You could decide right now that you go to the gym four times a week at 8 a.m., and then when 8 a.m. rolls around, there’s no decision to be made. You no longer get to have that internal debate about whether or not you’re going to the gym, because already decided that this is what you do. I bet you don’t decide every day whether or not you’re going to brush your teeth. You decided long ago that you just do it. It’s not an option not to brush your teeth because you decided long ago not to decide. Turns out, you can do this with way more things than just brushing your teeth.

Simplify. I wear variations of the same outfit every day. I drink tea out of the same mug every morning. I do my hair the same way every day. Remove the extra options from you life. I know what clothes I like, and I know what mug I like, so I don’t bother with the rest. There’s no reason to own fifty-eight mugs. Keep the ones you like the most, donate the rest.

Maybe you love doing your hair every day, but couldn’t care less about breakfast. Then eat the same breakfast every day. Make your life easier by taking away all the extra options.

We overwhelm ourselves with all the options available. Even those little decisions like choosing which shoes to wear add up and create decision fatigue. Keep the decisions that you love to make, like choosing which nail polish to wear, and get rid of all the other options when it comes to all other decisions.

Let someone else decide. Put the decision in the hands of someone you trust and who knows you well, and they’ll almost definitely make the best decision for you, whether it’s big or small. If you don’t feel comfortable giving the decision away because you’re afraid that person won’t pick a certain option, then you have your answer. The option you want them to pick is the option you should choose. This is similar to flipping a coin.

If you are comfortable letting someone else make the decision, enjoy the freedom you’ve just given yourself. Trust that that person knows you well and will make a good decision. They may even make a better decision than you would have made for yourself.

I do this often when shopping for food with my fiance. I’ll see a display of chips, and thinking that I love chips, ask him, “Do I want chips?” And most of the time he answers no. Deep down, I know this is the right decision for me because I know I can’t limit myself around chips, and I’ll feel crappy later after downing the bag. But it’s not the decision I would make a lot of the time if left to my own devices. By outsourcing the decision, I go with the better option than I would have if I made the decision by myself.

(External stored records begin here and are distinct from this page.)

use anyhow::{Context, Result};
use clap::{Parser, Subcommand};
use std::path::PathBuf;
use std::sync::Arc;

use newsync::api::{Article, HttpBackend, NewsBackend, PageFilter, QueueKind};
use newsync::bus::ChangeFeed;
use newsync::config::Config;
use newsync::ingest::StreamUpdate;
use newsync::query::PageMode;
use newsync::storage::{Database, DatabaseError, KeyValueStore};
use newsync::stores::{MutationOutcome, NoticeLevel};
use newsync::NewsSync;

/// Get the config directory path (~/.config/newsync/)
fn get_config_dir() -> Result<PathBuf> {
    let home = std::env::var("HOME").context("HOME environment variable not set")?;
    Ok(PathBuf::from(home).join(".config").join("newsync"))
}

#[derive(Parser, Debug)]
#[command(name = "newsync", about = "News sync client: paginated cache, streaming fetch, user state")]
struct Args {
    /// Config file (default: ~/.config/newsync/config.toml)
    #[arg(long, value_name = "FILE")]
    config: Option<PathBuf>,

    /// Backend base URL, overrides the config file
    #[arg(long, value_name = "URL")]
    api_url: Option<String>,

    #[command(subcommand)]
    command: Command,
}

#[derive(Subcommand, Debug)]
enum Command {
    /// Print paginated news
    Page {
        /// Use the live cursor listing instead of the cached one
        #[arg(long)]
        live: bool,
        #[arg(long)]
        category: Option<String>,
        #[arg(long)]
        search: Option<String>,
        /// Number of pages to load
        #[arg(long, default_value_t = 1)]
        pages: usize,
    },
    /// Run a streaming multi-source fetch
    Stream {
        #[arg(long)]
        category: Option<String>,
        /// Skip the backend's article cache
        #[arg(long)]
        no_cache: bool,
    },
    /// Keep a listing mounted and print it whenever the backend invalidates it
    Watch {
        #[arg(long)]
        category: Option<String>,
    },
    /// Toggle the liked state of an article id
    Like { article_id: i64 },
    /// Manage the reading queue
    Queue {
        #[command(subcommand)]
        action: QueueAction,
    },
    /// Manage the source filter
    Filter {
        #[command(subcommand)]
        action: FilterAction,
    },
}

#[derive(Subcommand, Debug)]
enum QueueAction {
    Add {
        url: String,
        #[arg(long, default_value = "")]
        title: String,
        #[arg(long, default_value = "")]
        source: String,
        /// Keep the item past today
        #[arg(long)]
        permanent: bool,
    },
    Remove {
        url: String,
    },
    List,
}

#[derive(Subcommand, Debug)]
enum FilterAction {
    Toggle { source: String },
    Clear,
    List,
}

#[tokio::main]
async fn main() -> Result<()> {
    tracing_subscriber::fmt()
        .with_env_filter(tracing_subscriber::EnvFilter::from_default_env())
        .init();

    let args = Args::parse();

    let config_dir = get_config_dir()?;
    if !config_dir.exists() {
        std::fs::create_dir_all(&config_dir).context("Failed to create config directory")?;
    }

    // User-only access, the state database holds reading history
    #[cfg(unix)]
    {
        use std::os::unix::fs::PermissionsExt;
        match std::fs::metadata(&config_dir) {
            Ok(metadata) => {
                let mut perms = metadata.permissions();
                perms.set_mode(0o700);
                if let Err(e) = std::fs::set_permissions(&config_dir, perms) {
                    tracing::warn!(
                        path = %config_dir.display(),
                        error = %e,
                        "Failed to set config directory permissions to 0700"
                    );
                }
            }
            Err(e) => {
                tracing::warn!(
                    path = %config_dir.display(),
                    error = %e,
                    "Failed to read config directory metadata"
                );
            }
        }
    }

    let config_path = args
        .config
        .clone()
        .or_else(Config::default_path)
        .unwrap_or_else(|| config_dir.join("config.toml"));
    let mut config = Config::load(&config_path)
        .with_context(|| format!("Failed to load config from {}", config_path.display()))?;
    if let Some(url) = args.api_url.clone() {
        config.api_base_url = url;
    }

    let db_path = config_dir.join("state.db");
    let db_path_str = db_path
        .to_str()
        .ok_or_else(|| anyhow::anyhow!("Invalid UTF-8 in database path"))?;
    let db = match Database::open(db_path_str).await {
        Ok(db) => db,
        Err(DatabaseError::Locked) => {
            eprintln!("Error: The state database is locked by another process. Try again shortly.");
            std::process::exit(1);
        }
        Err(e) => return Err(anyhow::anyhow!("Failed to open database: {}", e)),
    };

    let backend: Arc<dyn NewsBackend> = Arc::new(
        HttpBackend::new(&config.api_base_url, config.request_timeout())
            .context("Invalid backend URL")?,
    );
    let store: Arc<dyn KeyValueStore> = Arc::new(db);
    let session = NewsSync::new(config, backend, store, ChangeFeed::new());
    session.start().await;

    let result = run(&session, args.command).await;
    session.shutdown().await;
    result
}

async fn run(session: &NewsSync, command: Command) -> Result<()> {
    let mut notices = session.notices().subscribe();

    match command {
        Command::Page {
            live,
            category,
            search,
            pages,
        } => {
            let mode = if live { PageMode::Cursor } else { PageMode::Offset };
            let filter = PageFilter {
                category,
                search,
                ..Default::default()
            };
            let query = session.news_query(mode, &filter);
            let mut state = query.fetch().await;
            for _ in 1..pages {
                if !state.has_next_page {
                    break;
                }
                state = query.fetch_next_page().await;
            }
            if let Some(error) = &state.error {
                anyhow::bail!("Failed to load news: {error}");
            }
            print_articles(&state.articles);
            println!(
                "{} of {} articles{}",
                state.articles.len(),
                state.total,
                if state.has_next_page { ", more available" } else { "" }
            );
        }
        Command::Stream { category, no_cache } => {
            let mut updates = session
                .stream()
                .start(newsync::api::StreamRequest {
                    use_cache: !no_cache && session.config().use_cache,
                    category,
                })
                .context("A stream is already running")?;

            loop {
                tokio::select! {
                    _ = tokio::signal::ctrl_c() => {
                        session.stream().cancel();
                    }
                    update = updates.recv() => match update {
                        Some(StreamUpdate::Status(status)) => println!("status: {status}"),
                        Some(StreamUpdate::Progress(p)) => {
                            println!("progress: {}/{} ({}%)", p.completed, p.total, p.percentage)
                        }
                        Some(StreamUpdate::Articles { source, articles }) => {
                            println!("{source}: {} articles so far", articles.len())
                        }
                        Some(StreamUpdate::SourceFailed { source, error }) => {
                            eprintln!("{source} failed: {error}")
                        }
                        Some(StreamUpdate::Finished(outcome)) => {
                            print_articles(&outcome.articles);
                            println!(
                                "{}: {} articles from {} sources, {} errors",
                                outcome.status,
                                outcome.articles.len(),
                                outcome.sources.len(),
                                outcome.errors.len()
                            );
                        }
                        None => break,
                    }
                }
            }
        }
        Command::Watch { category } => {
            let filter = PageFilter {
                category,
                ..Default::default()
            };
            let query = session.news_query(PageMode::Offset, &filter);
            let mut last = query.fetch().await;
            println!("{} articles, waiting for updates (Ctrl+C to stop)", last.articles.len());

            let mut tick = tokio::time::interval(std::time::Duration::from_secs(1));
            loop {
                tokio::select! {
                    _ = tokio::signal::ctrl_c() => break,
                    _ = tick.tick() => {
                        let state = query.read();
                        if state.articles != last.articles {
                            println!("Listing updated: {} articles", state.articles.len());
                            print_articles(&state.articles);
                            last = state;
                        }
                    }
                }
            }
        }
        Command::Like { article_id } => {
            let outcome = session.liked().toggle_liked(article_id).await;
            let liked = session.liked().is_liked(article_id);
            report(&outcome, &format!("article {article_id} liked: {liked}"));
        }
        Command::Queue { action } => match action {
            QueueAction::Add {
                url,
                title,
                source,
                permanent,
            } => {
                let kind = if permanent {
                    QueueKind::Permanent
                } else {
                    QueueKind::Daily
                };
                let outcome = session
                    .queue()
                    .add_to_queue(Article::new(url.clone(), title, source), kind)
                    .await;
                report(&outcome, &format!("queued {url}"));
            }
            QueueAction::Remove { url } => {
                let outcome = session.queue().remove_from_queue(&url).await;
                report(&outcome, &format!("removed {url}"));
            }
            QueueAction::List => {
                for item in session.queue().items() {
                    println!(
                        "{}  [{}] {} ({})",
                        item.added_at.format("%Y-%m-%d %H:%M"),
                        item.kind,
                        item.article.title,
                        item.article.url
                    );
                }
            }
        },
        Command::Filter { action } => match action {
            FilterAction::Toggle { source } => {
                let selected = session.sources().toggle(&source).await;
                println!("{source}: {}", if selected { "selected" } else { "unselected" });
            }
            FilterAction::Clear => {
                session.sources().clear().await;
                println!("Showing all sources");
            }
            FilterAction::List => {
                let selected = session.sources().selected();
                if selected.is_empty() {
                    println!("All sources");
                }
                for source in selected {
                    println!("{source}");
                }
            }
        },
    }

    while let Ok(notice) = notices.try_recv() {
        match notice.level {
            NoticeLevel::Info => println!("{}", notice.message),
            NoticeLevel::Error => eprintln!("{}", notice.message),
        }
    }
    Ok(())
}

fn report(outcome: &MutationOutcome, applied: &str) {
    match outcome {
        MutationOutcome::Applied => println!("{applied}"),
        // Reported through notices
        MutationOutcome::AlreadyPresent
        | MutationOutcome::NotFound
        | MutationOutcome::RolledBack { .. } => {}
    }
}

fn print_articles(articles: &[Article]) {
    for article in articles {
        println!("[{}] {}\n    {}", article.source, article.title, article.url);
    }
}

Make a plan. It’s often much easier to think clearly before we’re faced with a decision than it is in that moment. I know that if something throws off my morning schedule, I often get distracted and end up wasting several hours doing nothing productive before I get back on schedule. Because of this, I made a plan. When I notice that something messed up my morning (thanks, mindfulness), I take a few moments to intentionally step back, get some tea, meditate, and get back on schedule. Stepping back allows me to reset my focus and get back to work, instead of spending three hours on Reddit.

For all my CS people out there, you’re essentially creating if statements for your life. If x happens, how will you handle it? Else, what will you do instead? Have a plan where different activities get executed depending on specific conditions. It will give you a direction forward when you aren’t sure what to do next.

Admittedly, I’m still not the best decision maker. Sometimes I still get stuck and take longer than I need to to figure out what I want. Decision making is a skill that you need to practice if you want to get better at it, just like anything else. I’ve gotten more decisive recently as I’ve grown into myself and found a confident and defiant grasp on the reins of life, but I still have work to do. Just keep practicing.